I was a young trans girl grappling with her gender, relationships, and family, and I spent a lot of time very lonely and depressed. Someone mentioned Sailor Moon to me in reference to the characters, and I remembered it as something from my childhood that might have been fun. I didn't really want to watch the anime because I had school and didn't have time to get through all the episodes, so I made the decision to pick up the manga in my spare time.
Within the first volume, I was hooked. I loved the characters, I loved Naoko Takeuchi's beautiful art style - but more than anything, I had never read something that celebrated girlhood being beautiful while also celebrating queerness. There were girls who openly loved other girls, girls who identified as neither a man or a woman, girls who could transform into both men and women. There was even a disabled girl who would become very important to me in my later years when I got sick. These were things I had never really gotten to see in something that was also so beautiful and heartfelt, and I became incredibly attached.
Sailor Moon became my rock, something I held onto to give me strength during a very hard time in my life. It gave me so much confidence in myself and my identity, and I wore my Sailor Moon items out like armor to remind myself that I was not alone. I made the decision that my first ever tattoo was going to be a Sailor Moon tattoo, and soon as I turnedd 18 I made it happen! It was designed for me by a friend, and years later I still cherish it.

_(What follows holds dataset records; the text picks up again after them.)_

//! Wire types shared by both handlers: the Lambda response envelope and the
//! structured report bodies it carries.

use std::fmt;

use serde::{Deserialize, Serialize};

const ACTION_UPSERT: &str = "UPSERT";
const ACTION_SKIPPED: &str = "skipped";
const STATUS_SUCCESS: &str = "success";
const STATUS_ERROR: &str = "error";
const STATUS_SKIPPED: &str = "skipped";

/// Response envelope returned to the trigger dispatcher. The body is always
/// a JSON document serialized to a string.
#[derive(Debug, Clone, PartialEq, Eq, Serialize, Deserialize)]
pub struct HandlerResponse {
    #[serde(rename = "statusCode")]
    pub status_code: u16,
    pub body: String,
}

impl HandlerResponse {
    pub fn new(status_code: u16, payload: &impl Serialize) -> Self {
        Self {
            status_code,
            body: serde_json::to_string(payload).expect("response payload should serialize"),
        }
    }
}

/// Bulk power operation requested by the caller.
#[derive(Debug, Clone, Copy, PartialEq, Eq, Serialize)]
#[serde(rename_all = "lowercase")]
pub enum Operation {
    Start,
    Stop,
}

impl Operation {
    /// Parse the wire value. Only the exact lowercase forms are accepted.
    pub fn parse(value: &str) -> Option<Self> {
        match value {
            "start" => Some(Operation::Start),
            "stop" => Some(Operation::Stop),
            _ => None,
        }
    }

    pub const fn as_str(self) -> &'static str {
        match self {
            Operation::Start => "start",
            Operation::Stop => "stop",
        }
    }
}

impl fmt::Display for Operation {
    fn fmt(&self, f: &mut fmt::Formatter<'_>) -> fmt::Result {
        f.write_str(self.as_str())
    }
}

/// Aggregate body returned by the PowerCycle handler.
#[derive(Debug, Clone, Serialize)]
pub struct PowerCycleReport {
    pub message: String,
    pub operation: Operation,
    pub successful_instances: Vec<String>,
    pub failed_instances: Vec<FailedInstance>,
    pub region: String,
}

/// Per-instance failure entry with a human-readable reason.
#[derive(Debug, Clone, PartialEq, Eq, Serialize)]
pub struct FailedInstance {
    pub instance_id: String,
    pub reason: String,
}

/// Aggregate body returned by the DNS-Sync handler.
#[derive(Debug, Clone, Serialize)]
pub struct DnsSyncReport {
    pub status: String,
    pub message: String,
    pub instance_id: String,
    pub region: String,
    pub updates: Vec<UpdateRecord>,
}

/// One entry in the DNS-Sync `updates` list: an UPSERT attempt or a skipped
/// instance.
#[derive(Debug, Clone, Serialize)]
#[serde(untagged)]
pub enum UpdateRecord {
    Upsert(DnsUpdateResult),
    Skipped(SkippedUpdate),
}

impl UpdateRecord {
    /// True for a failed UPSERT. Skipped instances are not errors.
    pub fn is_error(&self) -> bool {
        matches!(self, UpdateRecord::Upsert(result) if result.status == STATUS_ERROR)
    }
}

/// Outcome of one DNS UPSERT attempt. Success carries the change-tracking
/// info; failure carries the upstream error code and message instead.
#[derive(Debug, Clone, Serialize)]
pub struct DnsUpdateResult {
    pub dns_name: String,
    pub ip_address: String,
    pub action: String,
    pub status: String,
    #[serde(skip_serializing_if = "Option::is_none")]
    pub change_info: Option<ChangeInfo>,
    #[serde(skip_serializing_if = "Option::is_none")]
    pub error_code: Option<String>,
    #[serde(skip_serializing_if = "Option::is_none")]
    pub error_message: Option<String>,
}

impl DnsUpdateResult {
    pub fn success(dns_name: &str, ip_address: &str, change_info: ChangeInfo) -> Self {
        Self {
            dns_name: dns_name.to_string(),
            ip_address: ip_address.to_string(),
            action: ACTION_UPSERT.to_string(),
            status: STATUS_SUCCESS.to_string(),
            change_info: Some(change_info),
            error_code: None,
            error_message: None,
        }
    }

    pub fn api_error(dns_name: &str, ip_address: &str, code: String, message: String) -> Self {
        Self {
            dns_name: dns_name.to_string(),
            ip_address: ip_address.to_string(),
            action: ACTION_UPSERT.to_string(),
            status: STATUS_ERROR.to_string(),
            change_info: None,
            error_code: Some(code),
            error_message: Some(message),
        }
    }

    pub fn unexpected_error(dns_name: &str, ip_address: &str, message: String) -> Self {
        Self {
            dns_name: dns_name.to_string(),
            ip_address: ip_address.to_string(),
            action: ACTION_UPSERT.to_string(),
            status: STATUS_ERROR.to_string(),
            change_info: None,
            error_code: None,
            error_message: Some(message),
        }
    }
}

/// Change-tracking identifier returned by a successful Route 53 UPSERT.
#[derive(Debug, Clone, PartialEq, Eq, Serialize)]
pub struct ChangeInfo {
    pub id: String,
    pub status: String,
}

/// Instance skipped because its DNS name or public IP was unavailable.
#[derive(Debug, Clone, Serialize)]
pub struct SkippedUpdate {
    pub instance_id: String,
    pub action: String,
    pub reason: String,
    pub status: String,
}

impl SkippedUpdate {
    pub fn new(instance_id: &str, reason: String) -> Self {
        Self {
            instance_id: instance_id.to_string(),
            action: ACTION_SKIPPED.to_string(),
            reason,
            status: STATUS_SKIPPED.to_string(),
        }
    }
}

Sailor Moon is dear to me to this day, and it is a reminder to me that girlhood and queerness can go hand in hand. It inspires me to always be kind and loving, and to practice being magical in my everyday life. My tattoo says "purity, love, and justice" because these are things Sailor Moon always inspires me to honor in my everyday life. I hope that many years into the future that tattoo will still remind me to be loving, strive for justice, and cherish the purity of girlhood and friendship.